Certain types of borrowing require the City to seek electoral approval or go through an alternative approval process.
“However, the amount of borrowing sought for the Civic Centre will not require electoral assent as it falls in the ‘approval-free liability zone’ under part two of the regulation,” Jury stated.
Source: City of Nelson agenda, Oct. 10
Last month the city’s manager revealed that escalating costs and scope have dampened the Civic Centre project, causing the City to head back to the drawing board for solutions.
Kevin Cormack said the City was still “working through that one” as it tries to match the needs of the heritage facility with the dollars to realize it.
“We’ve seen significant price and scope escalation in that project … so we have put it back to consultants to look at how we deliver that project in a manner that is more in line with our budgets,” he said in a City council meeting on Sept. 12.

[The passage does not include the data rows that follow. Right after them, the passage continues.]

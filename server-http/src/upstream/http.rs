use super::MarketDataProvider;
use super::models::{
    ExchangeRates, MarketChartResponse, ProtocolOverview, ProtocolSummary, Stablecoin,
    StablecoinsResponse, TokenMarket, TokenOverview, TrendingResponse, TrendingToken,
};
use async_trait::async_trait;
use marketcache::domain::{PricePoint, ProtocolUpdate, TokenUpdate};
use reqwest::{Client, StatusCode};
use serde::de::DeserializeOwned;
use shared::config::UpstreamConfig;
use shared::{Error, Result};
use tracing::debug;

const API_KEY_HEADER: &str = "x-cg-demo-api-key";
const MARKETS_PAGE_SIZE: &str = "100";

/// `MarketDataProvider` over the public DefiLlama and CoinGecko HTTP APIs.
#[derive(Debug, Clone)]
pub struct HttpProvider {
    http: Client,
    config: UpstreamConfig,
}

impl HttpProvider {
    pub fn new(config: UpstreamConfig) -> Result<Self> {
        let http = Client::builder()
            .timeout(config.request_timeout)
            .build()
            .map_err(|e| Error::Configuration(format!("failed to build http client: {}", e)))?;

        Ok(Self { http, config })
    }

    async fn fetch<T: DeserializeOwned>(&self, url: String, query: &[(&str, &str)]) -> Result<T> {
        let mut request = self.http.get(&url).query(query);
        if url.starts_with(&self.config.market_api_url) {
            if let Some(key) = &self.config.market_api_key {
                request = request.header(API_KEY_HEADER, key);
            }
        }

        debug!("Fetching {}", url);
        let response = request
            .send()
            .await
            .map_err(|e| Error::Upstream(format!("request to {} failed: {}", url, e)))?;

        match response.status() {
            status if status.is_success() => response
                .json::<T>()
                .await
                .map_err(|e| Error::Upstream(format!("invalid payload from {}: {}", url, e))),
            StatusCode::NOT_FOUND => Err(Error::NotFound),
            StatusCode::TOO_MANY_REQUESTS => {
                Err(Error::Upstream(format!("rate limited by {}", url)))
            }
            status => Err(Error::Upstream(format!("{} returned {}", url, status))),
        }
    }

    fn llama(&self, path: &str) -> String {
        format!("{}{}", self.config.llama_api_url, path)
    }

    fn market(&self, path: &str) -> String {
        format!("{}{}", self.config.market_api_url, path)
    }
}

#[async_trait]
impl MarketDataProvider for HttpProvider {
    async fn protocol_list(&self) -> Result<Vec<ProtocolSummary>> {
        self.fetch(self.llama("/protocols"), &[]).await
    }

    async fn protocol_overview(&self, slug: &str) -> Result<ProtocolUpdate> {
        let overview: ProtocolOverview = self
            .fetch(self.llama(&format!("/protocol/{}", slug)), &[])
            .await?;
        Ok(overview.into_update(slug))
    }

    async fn stablecoins(&self) -> Result<Vec<Stablecoin>> {
        let url = format!("{}/stablecoins", self.config.stablecoin_api_url);
        let response: StablecoinsResponse = self.fetch(url, &[("includePrices", "true")]).await?;
        Ok(response.pegged_assets)
    }

    async fn token_markets(&self, page: u32) -> Result<Vec<TokenMarket>> {
        let page = page.to_string();
        self.fetch(
            self.market("/coins/markets"),
            &[
                ("vs_currency", "usd"),
                ("order", "market_cap_desc"),
                ("per_page", MARKETS_PAGE_SIZE),
                ("page", page.as_str()),
                ("price_change_percentage", "24h,7d"),
            ],
        )
        .await
    }

    async fn token_overview(&self, id: &str) -> Result<TokenUpdate> {
        let overview: TokenOverview = self
            .fetch(
                self.market(&format!("/coins/{}", id)),
                &[
                    ("localization", "false"),
                    ("tickers", "false"),
                    ("community_data", "false"),
                    ("developer_data", "false"),
                    ("sparkline", "true"),
                ],
            )
            .await?;
        Ok(overview.into())
    }

    async fn trending_tokens(&self) -> Result<Vec<TrendingToken>> {
        let response: TrendingResponse = self.fetch(self.market("/search/trending"), &[]).await?;
        Ok(response.coins.into_iter().map(|entry| entry.item).collect())
    }

    async fn price_history(&self, id: &str, days: u32) -> Result<Vec<PricePoint>> {
        let days = days.to_string();
        let chart: MarketChartResponse = self
            .fetch(
                self.market(&format!("/coins/{}/market_chart", id)),
                &[("vs_currency", "usd"), ("days", days.as_str())],
            )
            .await?;
        Ok(chart.into())
    }

    async fn exchange_rates(&self) -> Result<ExchangeRates> {
        self.fetch(self.market("/exchange_rates"), &[]).await
    }
}

#[cfg(test)]
mod tests {
    use super::*;
    use std::time::Duration;

    fn config() -> UpstreamConfig {
        UpstreamConfig {
            llama_api_url: "https://api.llama.fi".to_string(),
            stablecoin_api_url: "https://stablecoins.llama.fi".to_string(),
            market_api_url: "https://api.coingecko.com/api/v3".to_string(),
            market_api_key: None,
            request_timeout: Duration::from_secs(5),
        }
    }

    #[test]
    fn test_urls() {
        let provider = HttpProvider::new(config()).unwrap();
        assert_eq!(provider.llama("/protocols"), "https://api.llama.fi/protocols");
        assert_eq!(
            provider.market("/coins/markets"),
            "https://api.coingecko.com/api/v3/coins/markets"
        );
    }
}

He pointed to the structure’s aging roof and the snow load it will undergo once it is insulated, putting additional pressure on it and raising concerns on how it will perform.
“So it is back with the consultants looking at every out-of-the-box solution of how can we deal with it, specifically, that roof and just cost escalation,” he said. “So that’s a really, really challenging project and we are working hard with people to find solutions to a very challenging building.”
He estimated there was up to 50 per cent construction cost escalation since 2021. The Civic Centre accounts for 30 per cent of all greenhouse gas emissions from Nelson municipal facilities.
In March the City announced Colliers Project Leaders as the drivers of the Civic Centre Revitalization Project to update, renovate and renew the 89-year-old building.
Three for one
There are three different scopes with the project: low carbon and heritage renewal; the Civic Theatre renovation; and accessibility upgrades.
The project will be looking at roof components, the insulation, the windows, said Kim Turner, Colliers project lead, but it will also be looking at building up resiliency by replacing the cooling system, the heating system and installing an HVAC system.
“We want to ensure that all of the different individuals, businesses, that use that facility are comfortable year round,” she said, “and they are not comfortable at the expense of the environment.”
The Civic could also potentially be a place to be used in case of an emergency, said Turner.
The Civic Theatre project has been driven by a very passionate group, she continued, with the Nelson Civic Theatre Society spearheading the initiative for quite a few years.
“They have a couple of different goals and one them is obviously to increase the capacity, increase the availability of that space, turning it from a one-theatre to a three-theatre space,” said Turner, “and really looking at how they can improve the universal accessibility of that space.”
The idea is to make it a safe space where the local art and theatre community, and the local movie industry, can be promoted, said Turner.
Right now only five per cent of that building is accessible, she said.
“And that needs to be adjusted so we can provide the opportunity for everyone to use the theatre, the gymnasium and the dance studio,” Turner explained. “So we have combined all those three scopes into one project.”